*** AVAILABLE DATA Section Begins ***

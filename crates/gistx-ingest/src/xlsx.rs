//! Spreadsheet-backed workbook (`.xlsx`, `.xlsm`, `.xls`, `.ods`) via calamine.

use std::path::{Path, PathBuf};

use calamine::{Data, Dimensions, Range, Reader, Sheets, open_workbook_auto};
use gistx_model::Column;
use tracing::debug;

use crate::error::{IngestError, Result};
use crate::selection::{WorksheetRole, classify_worksheet};
use crate::workbook::{MemoryWorkbook, RawRow, WorkbookSource, Worksheet};

/// Snapshot of the relevant worksheets of a spreadsheet file.
///
/// Only `crfs` and questionnaire worksheets are read; other names are kept so
/// callers can still list them.
#[derive(Debug)]
pub struct XlsxWorkbook {
    path: PathBuf,
    names: Vec<String>,
    sheets: MemoryWorkbook,
}

impl XlsxWorkbook {
    pub fn open(path: &Path) -> Result<Self> {
        if !path.is_file() {
            return Err(IngestError::WorkbookNotFound {
                path: path.to_path_buf(),
            });
        }

        let mut workbook = open_workbook_auto(path).map_err(|source| IngestError::WorkbookOpen {
            path: path.to_path_buf(),
            source,
        })?;
        let names = workbook.sheet_names().to_owned();

        let merged = merged_regions(&mut workbook);

        let mut sheets = MemoryWorkbook::default();
        for name in &names {
            if classify_worksheet(name) == WorksheetRole::Ignored {
                continue;
            }
            let range = workbook
                .worksheet_range(name)
                .map_err(|e| IngestError::WorksheetRead {
                    worksheet: name.clone(),
                    message: e.to_string(),
                })?;
            let regions: Vec<Dimensions> = merged
                .iter()
                .filter(|(sheet, _)| sheet == name)
                .map(|(_, dims)| *dims)
                .collect();
            let sheet = worksheet_from_range(name, &range, &regions);
            debug!(worksheet = %name, rows = sheet.rows.len(), "loaded worksheet");
            sheets.push(sheet);
        }

        Ok(Self {
            path: path.to_path_buf(),
            names,
            sheets,
        })
    }

    pub fn path(&self) -> &Path {
        &self.path
    }
}

impl WorkbookSource for XlsxWorkbook {
    fn worksheet_names(&self) -> Vec<String> {
        self.names.clone()
    }

    fn worksheet(&self, name: &str) -> Result<Worksheet> {
        self.sheets.worksheet(name)
    }
}

/// Merged regions per worksheet. Only the xlsx reader exposes them; other
/// formats report none.
fn merged_regions<RS>(workbook: &mut Sheets<RS>) -> Vec<(String, Dimensions)>
where
    RS: std::io::Read + std::io::Seek,
{
    let Sheets::Xlsx(xlsx) = workbook else {
        return Vec::new();
    };
    if let Err(err) = xlsx.load_merged_regions() {
        debug!(error = %err, "merged regions unavailable");
        return Vec::new();
    }
    let names = xlsx.sheet_names().to_owned();
    names
        .iter()
        .flat_map(|name| {
            xlsx.merged_regions_by_sheet(name)
                .into_iter()
                .map(|(_, _, dims)| (name.clone(), *dims))
                .collect::<Vec<_>>()
        })
        .collect()
}

fn worksheet_from_range(name: &str, range: &Range<Data>, merged: &[Dimensions]) -> Worksheet {
    let Some((end_row, end_col)) = range.end() else {
        return Worksheet::new(name, Vec::new());
    };
    let comments_col = Column::Comments.index() as u32;

    let rows = (0..=end_row)
        .map(|row| {
            let cells = (0..=end_col)
                .map(|col| range.get_value((row, col)).map(cell_text).unwrap_or_default())
                .collect();
            let raw = RawRow::new(row as usize + 1, cells);
            if merged.iter().any(|dims| covers(dims, row, comments_col)) {
                raw.merged()
            } else {
                raw
            }
        })
        .collect();
    Worksheet::new(name, rows)
}

fn covers(dims: &Dimensions, row: u32, col: u32) -> bool {
    dims.start.0 <= row && row <= dims.end.0 && dims.start.1 <= col && col <= dims.end.1
}

/// Renders a cell the way it reads in the sheet: whole floats lose their
/// fractional part and booleans become `True` / `False`.
fn cell_text(cell: &Data) -> String {
    match cell {
        Data::Empty => String::new(),
        Data::String(s) => s.clone(),
        Data::Float(f) if f.fract() == 0.0 && f.abs() < 1e15 => format!("{}", *f as i64),
        Data::Float(f) => format!("{f}"),
        Data::Int(i) => i.to_string(),
        Data::Bool(true) => "True".to_string(),
        Data::Bool(false) => "False".to_string(),
        other => other.to_string(),
    }
}

#[cfg(test)]
mod tests {
    use super::*;

    #[test]
    fn whole_floats_render_as_integers() {
        assert_eq!(cell_text(&Data::Float(200.0)), "200");
        assert_eq!(cell_text(&Data::Float(2.5)), "2.5");
        assert_eq!(cell_text(&Data::Float(-3.0)), "-3");
        assert_eq!(cell_text(&Data::Int(7)), "7");
    }

    #[test]
    fn booleans_render_capitalised() {
        assert_eq!(cell_text(&Data::Bool(true)), "True");
        assert_eq!(cell_text(&Data::Bool(false)), "False");
        assert_eq!(cell_text(&Data::Empty), "");
    }

    #[test]
    fn range_rows_keep_absolute_positions() {
        let mut range: Range<Data> = Range::new((0, 0), (2, 13));
        range.set_value((0, 0), Data::String("FieldName".into()));
        range.set_value((2, 0), Data::String("age".into()));
        range.set_value((2, 4), Data::Float(3.0));

        let merged = [Dimensions {
            start: (1, 0),
            end: (1, 13),
        }];
        let sheet = worksheet_from_range("people_dd", &range, &merged);

        assert_eq!(sheet.rows.len(), 3);
        assert!(sheet.rows[1].merged);
        assert!(!sheet.rows[2].merged);
        assert_eq!(sheet.rows[2].position.row(), 3);
        assert_eq!(sheet.rows[2].cell(Column::FieldName), "age");
        assert_eq!(sheet.rows[2].cell(Column::MaxCharacters), "3");
    }

    #[test]
    fn missing_file_is_reported() {
        let err = XlsxWorkbook::open(Path::new("/definitely/not/here.xlsx")).unwrap_err();
        assert!(matches!(err, IngestError::WorkbookNotFound { .. }));
    }
}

*** AVAILABLE DATA Section Ends ***

TASK
All lines in the preceding records that hold the word "Only" need to be copied.

EXERCISE OUTPUT
/// Only `crfs` and questionnaire worksheets are read; other names are kept so
/// Merged regions per worksheet. Only the xlsx reader exposes them; other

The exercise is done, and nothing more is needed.